File size only 6 Gb, we should just go for it during a maintenance window. Let’s test on a dev environment. tested...works. That didn’t work. I was running innotop in another window and as soon as I kicked this operation off the screen turned red and insert/updates/and deletes to the nutrition_foodlog table were piling up in innotop. well that was to be expected. The our nginx and uwisgi latency alerts started firing...PINGDOM! page down...time to kill the transaction and go back to the drawing board.
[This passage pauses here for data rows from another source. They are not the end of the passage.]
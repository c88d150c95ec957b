pub mod cli;
pub mod toml_config;

#[cfg(feature = "cli")]
use crate::core::ConfigProvider;
#[cfg(feature = "cli")]
use crate::domain::model::WorkbookLayout;
#[cfg(feature = "cli")]
use crate::utils::error::Result;
#[cfg(feature = "cli")]
use crate::utils::validation::{self, Validate};
#[cfg(feature = "cli")]
use clap::Parser;
#[cfg(feature = "cli")]
use serde::{Deserialize, Serialize};

pub const INPUT_EXTENSIONS: [&str; 3] = ["csv", "tsv", "txt"];
pub const WORKBOOK_EXTENSIONS: [&str; 4] = ["xlsx", "xls", "xlsm", "ods"];
pub const OUTPUT_FORMATS: [&str; 3] = ["csv", "tsv", "json"];
pub const DEFAULT_ARCHIVE_NAME: &str = "sales_report.zip";

/// Input extensions this build can read; workbooks need the `excel` feature.
pub fn supported_input_extensions() -> Vec<&'static str> {
    let mut extensions = INPUT_EXTENSIONS.to_vec();
    if cfg!(feature = "excel") {
        extensions.extend(WORKBOOK_EXTENSIONS);
    }
    extensions
}

pub fn is_workbook(path: &str) -> bool {
    std::path::Path::new(path)
        .extension()
        .and_then(|ext| ext.to_str())
        .is_some_and(|ext| WORKBOOK_EXTENSIONS.contains(&ext.to_ascii_lowercase().as_str()))
}

#[cfg(feature = "cli")]
#[derive(Debug, Clone, Serialize, Deserialize, Parser)]
#[command(name = "sales-etl")]
#[command(about = "Clean, validate and summarize a sales spreadsheet export")]
pub struct CliConfig {
    /// Sales export (CSV/TSV or workbook, header row + one sale per row)
    #[arg(short, long)]
    pub input: String,

    #[arg(long, default_value = "./output")]
    pub output_path: String,

    #[arg(long, default_value = ",")]
    pub delimiter: String,

    /// The first row is data, not a header
    #[arg(long)]
    pub no_header: bool,

    /// Workbook layout: `packed` reads comma-joined sales from column B
    #[arg(long, value_enum, default_value_t = WorkbookLayout::Packed)]
    pub sheet_layout: WorkbookLayout,

    /// Strip accents from text fields
    #[arg(long)]
    pub fold_accents: bool,

    #[arg(long, default_value = "5")]
    pub top_products: usize,

    /// Restrict dashboard figures to one calendar month (1-12)
    #[arg(long)]
    pub month: Option<u32>,

    #[arg(long, value_delimiter = ',', default_value = "csv,json")]
    pub formats: Vec<String>,

    #[arg(long, default_value = DEFAULT_ARCHIVE_NAME)]
    pub archive_name: String,

    /// Only list records of this category
    #[arg(long)]
    pub category: Option<String>,

    /// Only list records whose product, id or country contains this text
    #[arg(long)]
    pub search: Option<String>,

    /// Page of the record listing to print (0 disables the listing)
    #[arg(long, default_value = "0")]
    pub page: usize,

    #[arg(short, long, help = "Enable verbose output")]
    pub verbose: bool,

    #[arg(long, help = "Log per-phase time and memory")]
    pub monitor: bool,
}

#[cfg(feature = "cli")]
impl ConfigProvider for CliConfig {
    fn input_path(&self) -> &str {
        &self.input
    }

    fn output_path(&self) -> &str {
        &self.output_path
    }

    fn delimiter(&self) -> u8 {
        self.delimiter.as_bytes().first().copied().unwrap_or(b',')
    }

    fn has_header(&self) -> bool {
        !self.no_header
    }

    fn workbook_layout(&self) -> WorkbookLayout {
        self.sheet_layout
    }

    fn fold_accents(&self) -> bool {
        self.fold_accents
    }

    fn top_products_limit(&self) -> usize {
        self.top_products
    }

    fn month_filter(&self) -> Option<u32> {
        self.month
    }

    fn output_formats(&self) -> &[String] {
        &self.formats
    }

    fn archive_name(&self) -> &str {
        &self.archive_name
    }
}

#[cfg(feature = "cli")]
impl Validate for CliConfig {
    fn validate(&self) -> Result<()> {
        validation::validate_path("input", &self.input)?;
        validation::validate_file_extension("input", &self.input, &supported_input_extensions())?;
        validation::validate_path("output_path", &self.output_path)?;
        validation::validate_non_empty_string("archive_name", &self.archive_name)?;
        validation::validate_delimiter("delimiter", &self.delimiter)?;
        validation::validate_positive_number("top_products", self.top_products, 1)?;
        if let Some(month) = self.month {
            validation::validate_range("month", month, 1, 12)?;
        }
        validation::validate_allowed_values("formats", &self.formats, &OUTPUT_FORMATS)?;
        Ok(())
    }
}
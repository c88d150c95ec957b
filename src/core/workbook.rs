//! Workbook input (`excel` feature). Only the first sheet is read.
//!
//! Two layouts are understood:
//! - [`WorkbookLayout::Packed`]: each sale sits in one column-B cell as
//!   comma-joined fields; rows whose B cell is empty are skipped.
//! - [`WorkbookLayout::Rows`]: one field per column; blank rows are skipped.
//!
//! Both produce the same raw table as [`decode_table`](crate::core::pipeline::decode_table),
//! header row included.

use crate::core::normalizer::CANONICAL_DATE_FORMAT;
use crate::domain::model::{RawRow, WorkbookLayout};
use crate::utils::error::{EtlError, Result};
use calamine::{open_workbook_auto_from_rs, Data, DataType, Range, Reader};
use std::io::Cursor;

/// 打包格式的資料都在 B 欄
pub const PACKED_COLUMN: u32 = 1;

pub fn decode_workbook(data: &[u8], layout: WorkbookLayout) -> Result<Vec<RawRow>> {
    let mut workbook =
        open_workbook_auto_from_rs(Cursor::new(data.to_vec())).map_err(workbook_error)?;

    let range = match workbook.worksheet_range_at(0) {
        Some(range) => range.map_err(workbook_error)?,
        None => {
            tracing::warn!("Workbook has no sheets");
            return Ok(Vec::new());
        }
    };
    tracing::debug!(
        "First sheet spans {:?} to {:?}",
        range.start(),
        range.end()
    );

    let table = match layout {
        WorkbookLayout::Packed => packed_rows(&range),
        WorkbookLayout::Rows => full_rows(&range),
    };
    Ok(table)
}

fn packed_rows(range: &Range<Data>) -> Vec<RawRow> {
    let (Some((first, _)), Some((last, _))) = (range.start(), range.end()) else {
        return Vec::new();
    };

    (first..=last)
        .filter_map(|row| range.get_value((row, PACKED_COLUMN)))
        .map(cell_text)
        .filter(|text| !text.is_empty())
        .map(|text| text.split(',').map(|part| part.trim().to_string()).collect())
        .collect()
}

fn full_rows(range: &Range<Data>) -> Vec<RawRow> {
    range
        .rows()
        .map(|row| row.iter().map(cell_text).collect::<RawRow>())
        .filter(|row| row.iter().any(|cell| !cell.trim().is_empty()))
        .collect()
}

/// Cell as the text a delimited export would have held.
fn cell_text(cell: &Data) -> String {
    match cell {
        Data::Empty => String::new(),
        Data::String(text) => text.clone(),
        Data::DateTime(_) => cell
            .as_date()
            .map(|date| date.format(CANONICAL_DATE_FORMAT).to_string())
            .unwrap_or_else(|| cell.to_string()),
        other => other.to_string(),
    }
}

fn workbook_error(err: calamine::Error) -> EtlError {
    EtlError::WorkbookError {
        message: err.to_string(),
    }
}

#[cfg(test)]
mod tests {
    use super::*;

    const PACKED: &[u8] = include_bytes!("../../tests/fixtures/ventas.xlsx");
    const ROWS: &[u8] = include_bytes!("../../tests/fixtures/ventas_filas.xlsx");

    #[test]
    fn test_packed_layout_splits_column_b() {
        let table = decode_workbook(PACKED, WorkbookLayout::Packed).unwrap();

        // 標題 + 三筆銷售，B 欄空白的那列被略過
        assert_eq!(table.len(), 4);
        assert_eq!(table[0][0], "id_transaccion");
        assert_eq!(table[0].len(), 10);
        assert_eq!(
            table[1],
            vec![
                "T1", "2024-03-15", "P1", "Café Molido", "Bebidas", "2", "10.00", "20.00",
                "México", "Tarjeta"
            ]
        );
        assert_eq!(table[2][0], "T2");
        assert_eq!(table[3][0], "T3");
    }

    #[test]
    fn test_rows_layout_reads_every_column() {
        let table = decode_workbook(ROWS, WorkbookLayout::Rows).unwrap();

        assert_eq!(table.len(), 3);
        assert_eq!(table[0][9], "metodo_pago");
        assert_eq!(table[1][5], "2");
        assert_eq!(table[1][6], "10.5");
        assert_eq!(table[1][7], "21");
        assert_eq!(table[2][1], "not-a-date");
    }

    #[test]
    fn test_rows_workbook_read_as_packed_yields_only_column_b() {
        let table = decode_workbook(ROWS, WorkbookLayout::Packed).unwrap();
        assert_eq!(table, vec![vec!["fecha"], vec!["2024-03-15"], vec!["not-a-date"]]);
    }

    #[test]
    fn test_garbage_bytes_are_workbook_error() {
        let err = decode_workbook(b"id,fecha\nT1,2024-01-01\n", WorkbookLayout::Packed).unwrap_err();
        assert!(matches!(err, EtlError::WorkbookError { .. }));
    }
}
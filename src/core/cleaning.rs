use crate::core::record_builder::{BuilderOptions, RecordBuilder};
use crate::core::validator::validate_record;
use crate::domain::model::{CleaningSummary, RawRow, SalesRecord, ValidationVerdict};

#[derive(Debug, Clone, Copy, PartialEq, Eq)]
pub enum RunState {
    Idle,
    Processing,
    Complete,
}

/// Everything a finished run exposes.
#[derive(Debug, Clone, Default, PartialEq)]
pub struct CleaningOutcome {
    pub records: Vec<SalesRecord>,
    pub verdicts: Vec<ValidationVerdict>,
    pub valid_records: Vec<SalesRecord>,
    pub summary: CleaningSummary,
}

impl CleaningOutcome {
    /// Whether downstream stages have anything to work with.
    pub fn has_valid_records(&self) -> bool {
        !self.valid_records.is_empty()
    }
}

/// Build → validate → filter over one batch of data rows.
///
/// Row problems never abort a run; the worst case is a record marked invalid.
#[derive(Debug)]
pub struct CleaningRun {
    builder: RecordBuilder,
    state: RunState,
    outcome: Option<CleaningOutcome>,
}

impl CleaningRun {
    pub fn new(options: BuilderOptions) -> Self {
        Self {
            builder: RecordBuilder::new(options),
            state: RunState::Idle,
            outcome: None,
        }
    }

    pub fn state(&self) -> RunState {
        self.state
    }

    pub fn outcome(&self) -> Option<&CleaningOutcome> {
        self.outcome.as_ref()
    }

    /// `rows` must already exclude the header.
    pub fn process(&mut self, rows: &[RawRow]) -> &CleaningOutcome {
        self.state = RunState::Processing;
        tracing::debug!("Cleaning {} rows", rows.len());

        let records = self.builder.build_all(rows);
        let verdicts: Vec<ValidationVerdict> = records.iter().map(validate_record).collect();

        let valid_records: Vec<SalesRecord> = records
            .iter()
            .zip(verdicts.iter())
            .filter(|(_, verdict)| verdict.is_valid)
            .map(|(record, _)| record.clone())
            .collect();

        for (index, verdict) in verdicts.iter().enumerate().filter(|(_, v)| !v.is_valid) {
            tracing::debug!(
                "Row {} rejected ({}): {}",
                index + 1,
                records[index].transaction_id,
                verdict.reasons().join("; ")
            );
        }

        let summary = summarize(rows.len(), &records, valid_records.len());
        tracing::info!(
            "🧹 Cleaned {} rows: {} valid, {} invalid ({:.1}% valid)",
            summary.total,
            summary.valid,
            summary.invalid,
            summary.validity_rate
        );
        if valid_records.is_empty() {
            tracing::warn!("No valid records after cleaning; nothing to aggregate");
        }

        self.state = RunState::Complete;
        self.outcome.insert(CleaningOutcome {
            records,
            verdicts,
            valid_records,
            summary,
        })
    }
}

impl Default for CleaningRun {
    fn default() -> Self {
        Self::new(BuilderOptions::default())
    }
}

fn summarize(total: usize, records: &[SalesRecord], valid: usize) -> CleaningSummary {
    let validity_rate = if total > 0 {
        valid as f64 / total as f64 * 100.0
    } else {
        0.0
    };
    CleaningSummary {
        total,
        valid,
        invalid: records.len() - valid,
        cleaned: records.len(),
        validity_rate,
    }
}

/// One-shot helper for callers that do not care about run state.
pub fn clean_rows(rows: &[RawRow], options: BuilderOptions) -> CleaningOutcome {
    let mut run = CleaningRun::new(options);
    run.process(rows).clone()
}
Do the same process that MySQL does but with less impact to running applications and replication Create the shadow table: new table structure, added indexes, added/removed columns FKs, etc The update stored proc inserts a row into the shadow table from the original table insert trigger, fire on insert: calls the update stored proc to insert the “new” row to the shadow table update trigger, fire on update: calls the update stored proc to insert the “new” column values to the shadow table delete trigger, fire on delete: just delete the row from the shadow table if it exits. The batch process, just updates the primary key value to the same value, but it kicks off the update stored proc to copy the original row to the shadow table. This is how all of the old rows get moved to the new structure. The atomic rename is basically running two table renames in the same transaction so they happen all at once or not at all.
One thing to note: since you are creating a stored procedure to handle these inserts you can do much more then just copy the data, you can do validation, check for duplicates, split the data into multiple tables, etc.
These updates just trigger the update stored procedure to copy the data from the original table to the shadow table. You can just do it in a script, or put the sql into a table and select from it...however you feel comfortable running them. I output these to files containing 100k updates per file and ran those with a 3 second sleep between each batch of 100k. That was so that I could kill/stop the process easily and it also throttles the update statements to the server so that replication can keep up.
If something goes wrong you can rename the tables again and apply any missing transactions from the bin log.